Closed ben18785 closed 5 years ago

ben18785 commented 5 years ago

@Armand1 Have a look at the html which contains the inference results for three runs: negative, neutral and positive frequency dependence (you can open in in a browser). As you can see, in all cases, the actual corresponds to the estimated selection coefficient and mutation rate.

I am now going to move onto making the software able to produce each model.

Armand1 commented 5 years ago

@ben18785 I need to unpack your notebook that combines WF series generation and TS inference so that, having generated a bunch of series I can systematically explore the behavior of the inferential model.

I have generated the series I want and put them in a separate csv file, stripped out the generating functions, leaving only the functions necessary for TS inference, and put them in a separate notebook. But there's a problem when I give my new data to: data_stan <- fPrepareAll(aDF_short) it does not like it for unknown reasons. Is there a hidden assumption that, say, generations have to start at 1? Mine start at 4001 so that they're at quasi-stationary state.

I have uploaded my code, html output and data tagged with "AML's unpacking WF TS inference". I think it's something trivial --- would be grateful if you could look.

Also, if easy, can you wrap the stan inference in a function that allows me to look at how good it is given a certain number of generations of data? I thought of looking at 2, 10, 25, 50 and 100 generations of data --- the kind of numbers that one might have in reality. I imagine that the inference would be poor for 2 generations of data, but OK for 100. But it would be good to know. If not, I'll do it the hard way.

Armand1 commented 5 years ago

@ben18785 I have sort-of figured it out.
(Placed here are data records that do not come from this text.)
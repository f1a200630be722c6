pub mod pool;
pub mod user;

pub use pool::PoolRepository;
pub use user::UserRepository;
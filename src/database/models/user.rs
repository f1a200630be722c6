use serde::{Deserialize, Serialize};

/// User model for MongoDB. Owned by the account service; only read here.
#[derive(Debug, Serialize, Deserialize, Clone, PartialEq)]
pub struct User {
    #[serde(rename = "_id")]
    pub id: bson::oid::ObjectId,
    #[serde(default)]
    pub username: Option<String>,
    #[serde(default)]
    pub email: Option<String>,
}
Something in your several data-preparation functions either requires that variants be numbered from 1 or that generations be numbered from 1 (I think it's calculating the number of variants). But I only want to look at the tail end of populations that have been running for a couple of thousand generations and are at steady state --- and in which neither of these are true. Anyway, I have not altered your code, but as a workaround renamed generations and variants starting from 1 and now it works. Results soon!

Armand1 commented 5 years ago

So, here are some results. We look at beta=0 and beta=-0.25 --- moderately strong selection. I want to know how the test performs when we have a limited number of generations of data. Well, the answer is a bit unclear. You obviously need more than 10. But at 25 you can reject neutrality for the selected population. I am a bit surprised to find that, although the estimate --- median of the posterior distribution of beta --- does generally improve with the number of generations assayed, it does not not do so in a very systematic fashion. Would more runs on the Bayesian process or chains improve matters? (My language is not quite right -- but you know what I mean.) If only I had good book on the subject...
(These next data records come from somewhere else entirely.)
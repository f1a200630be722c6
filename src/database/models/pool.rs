use bson::{doc, oid::ObjectId, Bson, Document};
use chrono::Utc;
use serde::{Deserialize, Serialize};

/// An amount or duration as the client sent it. Stored as-is.
#[derive(Debug, Serialize, Deserialize, Clone, PartialEq)]
#[serde(untagged)]
pub enum Quantity {
    Integer(i64),
    Float(f64),
    Text(String),
}

impl From<Quantity> for Bson {
    fn from(value: Quantity) -> Self {
        match value {
            Quantity::Integer(v) => Bson::Int64(v),
            Quantity::Float(v) => Bson::Double(v),
            Quantity::Text(v) => Bson::String(v),
        }
    }
}

/// Pool model for MongoDB
#[derive(Debug, Serialize, Deserialize, Clone, PartialEq)]
#[serde(rename_all = "camelCase")]
pub struct Pool {
    #[serde(rename = "_id", skip_serializing_if = "Option::is_none")]
    pub id: Option<ObjectId>,
    #[serde(default)]
    pub name: Option<String>,
    #[serde(default)]
    pub description: Option<String>,
    #[serde(default)]
    pub lock_value: Option<Quantity>,
    #[serde(default)]
    pub icon: Option<String>,
    #[serde(default)]
    pub cover_image: Option<String>,
    #[serde(default)]
    pub winner_description: Option<String>,
    #[serde(default)]
    pub reward_duration: Option<Quantity>,
    #[serde(default)]
    pub tx_hash: Option<String>,
    #[serde(default)]
    pub contract_address: Option<String>,
    pub pool_owner: ObjectId,
    #[serde(default)]
    pub created_at: u64,
    #[serde(default)]
    pub updated_at: u64,
}

/// Client-supplied descriptive fields of a pool
#[derive(Debug, Default, Clone, PartialEq)]
pub struct PoolFields {
    pub name: Option<String>,
    pub description: Option<String>,
    pub lock_value: Option<Quantity>,
    pub icon: Option<String>,
    pub cover_image: Option<String>,
    pub winner_description: Option<String>,
    pub reward_duration: Option<Quantity>,
    pub tx_hash: Option<String>,
}

impl Pool {
    /// A pending pool: no contract address yet
    pub fn new(pool_owner: ObjectId, fields: PoolFields) -> Self {
        let now = Utc::now().timestamp() as u64;
        Self {
            id: None,
            name: fields.name,
            description: fields.description,
            lock_value: fields.lock_value,
            icon: fields.icon,
            cover_image: fields.cover_image,
            winner_description: fields.winner_description,
            reward_duration: fields.reward_duration,
            tx_hash: fields.tx_hash,
            contract_address: None,
            pool_owner,
            created_at: now,
            updated_at: now,
        }
    }
}

/// The set of pool fields an update may touch.
///
/// Every field is tri-state: `None` leaves it unchanged, `Some(None)` writes
/// null, `Some(Some(v))` writes `v`.
#[derive(Debug, Default, Clone, PartialEq)]
pub struct PoolPatch {
    pub name: Option<Option<String>>,
    pub description: Option<Option<String>>,
    pub lock_value: Option<Option<Quantity>>,
    pub icon: Option<Option<String>>,
    pub cover_image: Option<Option<String>>,
    pub winner_description: Option<Option<String>>,
    pub reward_duration: Option<Option<Quantity>>,
    pub tx_hash: Option<Option<String>>,
    pub contract_address: Option<Option<String>>,
}

fn set_field<T: Clone + Into<Bson>>(set: &mut Document, key: &str, value: &Option<Option<T>>) {
    match value {
        Some(Some(value)) => {
            set.insert(key, value.clone().into());
        }
        Some(None) => {
            set.insert(key, Bson::Null);
        }
        None => {}
    }
}

impl PoolPatch {
    /// Build the `$set` document for this patch, always including `updatedAt`
    pub fn to_set_document(&self) -> Document {
        let mut set = Document::new();

        set_field(&mut set, "name", &self.name);
        set_field(&mut set, "description", &self.description);
        set_field(&mut set, "lockValue", &self.lock_value);
        set_field(&mut set, "icon", &self.icon);
        set_field(&mut set, "coverImage", &self.cover_image);
        set_field(&mut set, "winnerDescription", &self.winner_description);
        set_field(&mut set, "rewardDuration", &self.reward_duration);
        set_field(&mut set, "txHash", &self.tx_hash);
        set_field(&mut set, "contractAddress", &self.contract_address);

        set.insert("updatedAt", Utc::now().timestamp());

        doc! { "$set": set }
    }
}

#[cfg(test)]
mod tests {
    use super::*;

    fn sample_pool() -> Pool {
        Pool::new(
            ObjectId::new(),
            PoolFields {
                name: Some("Weekly draw".to_string()),
                description: Some("Winner takes the yield".to_string()),
                lock_value: Some(Quantity::Integer(100)),
                ..Default::default()
            },
        )
    }

    #[test]
    fn test_new_pool_is_pending() {
        let pool = sample_pool();
        assert!(pool.id.is_none());
        assert!(pool.contract_address.is_none());
        assert_eq!(pool.created_at, pool.updated_at);
    }

    #[test]
    fn test_set_document_contains_only_patched_keys() {
        let patch = PoolPatch {
            icon: Some(Some("ipfs://icon".to_string())),
            reward_duration: Some(Some(Quantity::Text("7d".to_string()))),
            lock_value: Some(Some(Quantity::Integer(250))),
            contract_address: Some(Some("0xabc".to_string())),
            ..Default::default()
        };

        let update = patch.to_set_document();
        let set = update.get_document("$set").unwrap();

        assert_eq!(set.get_str("icon").unwrap(), "ipfs://icon");
        assert_eq!(set.get_str("rewardDuration").unwrap(), "7d");
        assert_eq!(set.get_i64("lockValue").unwrap(), 250);
        assert_eq!(set.get_str("contractAddress").unwrap(), "0xabc");
        assert!(set.contains_key("updatedAt"));
        assert!(!set.contains_key("name"));
        assert!(!set.contains_key("poolOwner"));
    }

    #[test]
    fn test_set_document_writes_explicit_nulls() {
        let patch = PoolPatch {
            description: Some(None),
            lock_value: Some(None),
            contract_address: Some(None),
            ..Default::default()
        };

        let update = patch.to_set_document();
        let set = update.get_document("$set").unwrap();

        assert_eq!(set.get("description"), Some(&Bson::Null));
        assert_eq!(set.get("lockValue"), Some(&Bson::Null));
        assert_eq!(set.get("contractAddress"), Some(&Bson::Null));
        assert!(!set.contains_key("name"));
    }

    #[test]
    fn test_empty_patch_only_bumps_updated_at() {
        let update = PoolPatch::default().to_set_document();
        let set = update.get_document("$set").unwrap();
        assert_eq!(set.len(), 1);
        assert!(set.contains_key("updatedAt"));
    }

    #[test]
    fn test_pool_serializes_camel_case() {
        let pool = sample_pool();
        let document = bson::to_document(&pool).unwrap();
        assert!(document.contains_key("poolOwner"));
        assert!(document.contains_key("lockValue"));
        assert!(!document.contains_key("_id"));
        assert_eq!(document.get("contractAddress"), Some(&Bson::Null));
    }

    #[test]
    fn test_pool_round_trips_through_bson() {
        let mut pool = sample_pool();
        pool.id = Some(ObjectId::new());
        pool.reward_duration = Some(Quantity::Float(1.5));

        let document = bson::to_document(&pool).unwrap();
        let decoded: Pool = bson::from_document(document).unwrap();
        assert_eq!(decoded, pool);
    }
}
Will investigate a bit. What do you think of the plot? How can it be improved? I have put 5 and 95% quantiles as error bars. Is that conventional? timeseriesplot.pdf

Armand1 commented 5 years ago

Here's a question: is it the number of time points assayed that is critical, or the number of generations? If you assay at only, say t=50, 100 and 150, is the power of the test more comparable to 150 generations of data or 3 time points? Indeed, does the test assume that you have assayed every generation? If it is structured like your BCI test then not. It would clearly be more useful if we can assay at few generations spaced far apart.

Armand1 commented 5 years ago

So, a quick test using just the data (three time steps 50 generations apart) gives a tight posterior distribution as if there is lots more data but, perhaps as expected, the estimate of beta is too large (or small --- it's very negative, nearly -1, when it should be -0.25). Moreover, you can't just divide it by 50 to get the right estimate. Some other correction factor must be applied. Still, food for thought.
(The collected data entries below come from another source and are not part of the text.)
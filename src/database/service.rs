use anyhow::Result;
use async_trait::async_trait;
use bson::oid::ObjectId;
use std::sync::Arc;

use super::models::{Pool, PoolPatch, User};
use super::mongodb::MongoDbClient;
use super::repositories::{PoolRepository, UserRepository};
use super::store::PoolStore;
use crate::config::MongoDbConfig;

/// MongoDB service for managing database operations
///
/// A thin facade over the repository layer. Handlers reach it through the
/// [`PoolStore`] trait so they can be exercised without a live database.
#[derive(Debug, Clone)]
pub struct MongoDbService {
    _client: Arc<MongoDbClient>,
    pool_repo: PoolRepository,
    user_repo: UserRepository,
}

impl MongoDbService {
    /// Create a new MongoDB service
    pub async fn new(config: &MongoDbConfig) -> Result<Self> {
        config.validate()?;
        let client = MongoDbClient::init(config).await?;

        let pool_repo = PoolRepository::new(client.clone());
        let user_repo = UserRepository::new(client.clone());

        Ok(Self {
            _client: client,
            pool_repo,
            user_repo,
        })
    }
}

#[async_trait]
impl PoolStore for MongoDbService {
    async fn find_pool_by_id(&self, id: &ObjectId) -> Result<Option<Pool>> {
        self.pool_repo.find_by_id(id).await
    }

    async fn find_pools(&self, skip: u64, limit: i64) -> Result<Vec<Pool>> {
        self.pool_repo.find_page(skip, limit).await
    }

    async fn find_pools_by_owner(&self, owner: &ObjectId) -> Result<Vec<Pool>> {
        self.pool_repo.find_by_owner(owner).await
    }

    async fn find_user_by_id(&self, id: &ObjectId) -> Result<Option<User>> {
        self.user_repo.find_by_id(id).await
    }

    async fn insert_pool(&self, pool: Pool) -> Result<Pool> {
        self.pool_repo.insert(pool).await
    }

    async fn update_pool(&self, id: &ObjectId, patch: &PoolPatch) -> Result<Option<Pool>> {
        self.pool_repo.update(id, patch).await
    }
}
Incidentally, the inferential model seems constrained to give estimates of beta >-1 and <1. Why is that? It's a slope and, could, in principle be steeper, no?

ben18785 commented 5 years ago

Just at the airport. So am not surprised the test doesn’t work in those cases; it’s only meant for consecutive generations. With more generations, it’ll accentuate the effect of selection, because you are dealing with the aggregate effect. Same applies for using the test on non-consecutive (ie N offspring being born) generations in the Moran model.

On 28 Dec 2018, at 00:05, Armand1 notifications@github.com wrote:

So, a quick test using just the data (three time steps 50 generations apart) gives a tight posterior distribution as if there is lots more data but, perhaps as expected, the estimate of beta is too large (or small --- it's very negative, nearly -1, when it should be -0.25). Moreover, you can't just divide it by 50 to get the right estimate. Some other correction factor must be applied. Still, food for thought.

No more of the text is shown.